Six Kinds of Sky
A Collection of Short Fiction
In this collection of short stories, the author takes the reader on a road trip vaster
than Jack Kerouac’s and Hunter Thompson’s, encompassing not only different physical countries, but also broad internal nations of the psyche. Readers visit lands of language-Spanish and English, and the way these languages are spoken by specific groups, for example, the English of “Indian Country,” and the Spanish of the dump-pickers.
The settings range from deep in the “madre tierra”—the motherland, Mexico-through gringolandia, all the way to an Indian reservation near the Canadian border. The wisdom of Mexico, full of chaos and tradition, the land of grandparents, contrasts with the anonymity and reckless responsibility of more recent arrivals in the U.S. In “Taped to the Sky,” a man called Don Her Many Horses speculates on the imminent fate of the white guy, Hubbard, passed out in his pick-up truck. He reminisces about the time “he and Brewer duct-taped Ralph Morning Spider to the ceiling when he passed out drunk at a party… Those Oyate boys, a hundred years ago, they might have set Hubbard on fire, maybe staked him out on an anthill. But duct tape! That was funny.”

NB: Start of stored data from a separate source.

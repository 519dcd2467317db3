use serde::{Deserialize, Serialize};
use std::sync::atomic::{AtomicU32, Ordering};

/// Byte range into the source text. Diagnostics convert this to
/// line/column on demand.
#[derive(Debug, Clone, Copy, PartialEq, Eq, Serialize, Deserialize)]
pub struct Span {
    pub start: usize,
    pub end: usize,
}

impl Span {
    pub fn new(start: usize, end: usize) -> Self {
        Self { start, end }
    }

    /// Smallest span covering both operands.
    pub fn to(self, other: Span) -> Span {
        Span {
            start: self.start.min(other.start),
            end: self.end.max(other.end),
        }
    }
}

impl From<std::ops::Range<usize>> for Span {
    fn from(r: std::ops::Range<usize>) -> Self {
        Span {
            start: r.start,
            end: r.end,
        }
    }
}

/// Stable identity of an AST node, used as the key for the compiler's
/// side tables (scope, resolved type, call resolution, desugarings).
///
/// Ids are process-unique so annotations from separately parsed programs
/// (the prelude and the user program share one compilation session) never
/// collide. The checker also mints ids for desugared nodes it synthesizes.
#[derive(Debug, Clone, Copy, PartialEq, Eq, Hash, Serialize, Deserialize)]
pub struct NodeId(pub u32);

static NEXT_NODE_ID: AtomicU32 = AtomicU32::new(0);

impl NodeId {
    pub fn fresh() -> Self {
        NodeId(NEXT_NODE_ID.fetch_add(1, Ordering::Relaxed))
    }
}

/// Root of the Abstract Syntax Tree.
///
/// Top-level items and statements keep their source order: the statements
/// form the program body executed after all declarations are processed.
#[derive(Debug, Clone, PartialEq, Serialize, Deserialize)]
pub struct Program {
    pub decls: Vec<TopLevel>,
}

#[derive(Debug, Clone, PartialEq, Serialize, Deserialize)]
pub enum TopLevel {
    Item(Item),
    Stmt(Stmt),
}

/// Top-level items
#[derive(Debug, Clone, PartialEq, Serialize, Deserialize)]
pub enum Item {
    Function(FunctionDef),
    Struct(StructDef),
    Trait(TraitDef),
    TraitImpl(TraitImplDef),
}

/// Generic type parameter with optional trait bounds
/// Examples: T, T: Printable, T: Into<String>
#[derive(Debug, Clone, PartialEq, Serialize, Deserialize)]
pub struct TypeParam {
    pub name: String,
    pub bounds: Vec<TraitBound>,
    pub span: Span,
}

/// A trait bound at a specific instantiation: Printable, Into<String>
#[derive(Debug, Clone, PartialEq, Serialize, Deserialize)]
pub struct TraitBound {
    pub name: String,
    pub args: Vec<TypeNode>,
    pub span: Span,
}

/// A type as written in the source
#[derive(Debug, Clone, PartialEq, Serialize, Deserialize)]
pub enum TypeNode {
    /// Named, possibly parametric: Int, Box<T>, Pair<Int, String>
    Named {
        name: String,
        args: Vec<TypeNode>,
        span: Span,
    },
    /// Existential sugar: `impl Trait<X>`. Allowed in return position and
    /// in argument position (where it desugars to a fresh type parameter).
    ImplTrait { bounds: Vec<TraitBound>, span: Span },
}

impl TypeNode {
    pub fn span(&self) -> Span {
        match self {
            TypeNode::Named { span, .. } => *span,
            TypeNode::ImplTrait { span, .. } => *span,
        }
    }
}

/// Function definition: `def name<T, ...>(a: A, ...) -> R { ... }`
///
/// Also used for trait-impl methods; a missing return annotation means Unit.
#[derive(Debug, Clone, PartialEq, Serialize, Deserialize)]
pub struct FunctionDef {
    pub name: String,
    pub type_params: Vec<TypeParam>,
    pub params: Vec<Param>,
    pub return_type: Option<TypeNode>,
    pub body: Block,
    pub span: Span,
    pub id: NodeId,
}

/// Function parameter
#[derive(Debug, Clone, PartialEq, Serialize, Deserialize)]
pub struct Param {
    pub name: String,
    pub ty: TypeNode,
    pub span: Span,
}

/// Struct definition: `struct Name<T, ...> { field: Type, ... }`
#[derive(Debug, Clone, PartialEq, Serialize, Deserialize)]
pub struct StructDef {
    pub name: String,
    pub type_params: Vec<TypeParam>,
    pub fields: Vec<Field>,
    pub span: Span,
    pub id: NodeId,
}

/// Struct field
#[derive(Debug, Clone, PartialEq, Serialize, Deserialize)]
pub struct Field {
    pub name: String,
    pub ty: TypeNode,
    pub span: Span,
}

/// Trait definition: `trait Name<T, ...> { def m(...) -> R; ... }`
#[derive(Debug, Clone, PartialEq, Serialize, Deserialize)]
pub struct TraitDef {
    pub name: String,
    pub type_params: Vec<TypeParam>,
    pub functions: Vec<TraitFunction>,
    pub span: Span,
    pub id: NodeId,
}

/// Trait method signature (no body)
#[derive(Debug, Clone, PartialEq, Serialize, Deserialize)]
pub struct TraitFunction {
    pub name: String,
    pub params: Vec<Param>,
    pub return_type: Option<TypeNode>,
    pub span: Span,
    pub id: NodeId,
}

/// Trait implementation: `impl<T, ...> Trait<...> for Target { def m ... }`
#[derive(Debug, Clone, PartialEq, Serialize, Deserialize)]
pub struct TraitImplDef {
    pub type_params: Vec<TypeParam>,
    pub trait_name: String,
    pub trait_args: Vec<TypeNode>,
    pub target: TypeNode,
    pub functions: Vec<FunctionDef>,
    pub span: Span,
    pub id: NodeId,
}

/// A braced statement sequence. Each block owns a scope.
#[derive(Debug, Clone, PartialEq, Serialize, Deserialize)]
pub struct Block {
    pub stmts: Vec<Stmt>,
    pub span: Span,
    pub id: NodeId,
}

/// Statements
#[derive(Debug, Clone, PartialEq, Serialize, Deserialize)]
pub enum Stmt {
    /// `let name[: Type] = expr;`
    Let {
        name: String,
        ty: Option<TypeNode>,
        value: Expr,
        span: Span,
        id: NodeId,
    },
    /// `name = expr;`
    Assign {
        name: String,
        value: Expr,
        span: Span,
        id: NodeId,
    },
    /// Bare expression statement
    Expr(Expr),
    /// `if E { } elif E { } else { }` — branches hold (condition, body)
    If {
        branches: Vec<(Expr, Block)>,
        else_block: Option<Block>,
        span: Span,
        id: NodeId,
    },
    /// `while E { }`
    While {
        cond: Expr,
        body: Block,
        span: Span,
        id: NodeId,
    },
    /// `return [expr];`
    Return {
        value: Option<Expr>,
        span: Span,
        id: NodeId,
    },
    Break {
        span: Span,
        id: NodeId,
    },
    Continue {
        span: Span,
        id: NodeId,
    },
}

impl Stmt {
    pub fn span(&self) -> Span {
        match self {
            Stmt::Let { span, .. }
            | Stmt::Assign { span, .. }
            | Stmt::If { span, .. }
            | Stmt::While { span, .. }
            | Stmt::Return { span, .. }
            | Stmt::Break { span, .. }
            | Stmt::Continue { span, .. } => *span,
            Stmt::Expr(e) => e.span(),
        }
    }
}

/// Binary operators. All of them desugar to calls during type checking.
#[derive(Debug, Clone, Copy, PartialEq, Eq, Serialize, Deserialize)]
pub enum BinOp {
    Add,
    Sub,
    Mul,
    Div,
    Lt,
    Gt,
    LtEq,
    GtEq,
    EqEq,
    NotEq,
    And,
    Or,
}

/// Literal payloads
#[derive(Debug, Clone, PartialEq, Serialize, Deserialize)]
pub enum LitKind {
    Int(i64),
    Float(f64),
    Str(String),
    Bool(bool),
}

/// Expressions
#[derive(Debug, Clone, PartialEq, Serialize, Deserialize)]
pub enum Expr {
    Literal {
        kind: LitKind,
        span: Span,
        id: NodeId,
    },
    /// Variable (or function) reference
    Var {
        name: String,
        span: Span,
        id: NodeId,
    },
    Binary {
        op: BinOp,
        lhs: Box<Expr>,
        rhs: Box<Expr>,
        span: Span,
        id: NodeId,
    },
    /// `object.name`
    Attr {
        object: Box<Expr>,
        name: String,
        span: Span,
        id: NodeId,
    },
    /// `source(args...)`
    Call {
        source: Box<Expr>,
        args: Vec<Expr>,
        span: Span,
        id: NodeId,
    },
    /// `Name { field: expr, ... }`
    StructInit {
        name: String,
        fields: Vec<(String, Expr)>,
        span: Span,
        id: NodeId,
    },
}

impl Expr {
    pub fn span(&self) -> Span {
        match self {
            Expr::Literal { span, .. }
            | Expr::Var { span, .. }
            | Expr::Binary { span, .. }
            | Expr::Attr { span, .. }
            | Expr::Call { span, .. }
            | Expr::StructInit { span, .. } => *span,
        }
    }

    pub fn id(&self) -> NodeId {
        match self {
            Expr::Literal { id, .. }
            | Expr::Var { id, .. }
            | Expr::Binary { id, .. }
            | Expr::Attr { id, .. }
            | Expr::Call { id, .. }
            | Expr::StructInit { id, .. } => *id,
        }
    }
}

The author compares the garbage dump to an art masterpiece: “From a hillside, it looks like a Pollock canvas in full frenzy. And above, in swirling disks, rise the thousands of gulls. They look as if the white flecks on the ground have become animated and have begun to spiral out of the frame.” In this desperate setting, amid tragedies of death and constant strategy to avoid starvation, blooms the very normal and highly personal longing of adolescent love. Young Braulio, recently arrived from the dumps of Mexico City, falls madly in love with pregnant Perla. Happy that she already contains his family, knowing the father will not return from the other side of the border, he waits for the time to tell her of his love.
In the last tale, “Bid Farewell to Her Many Horses,” the narrator returns to Pine Ridge to bury his wife, the sister of Don Her Many Horses. He sums up the curious displacement he feels there: “Night on the reservation is like night nowhere else. They say flying saucers visit the Sioux lands. Flying saucers and ghosts? You can hear the grass sometimes like water. Like somebody whispering? It’s that this is not your land. This is their land. And you don’t belong. A thousand slaughtered warriors ride around your camp, and you think it’s the breeze. And they wonder why you’re there.” Renowned essayist Richard Rodriguez says that we are writing the new stories of America: the new, mixed race, code-switching America. Urrea is writing these stories.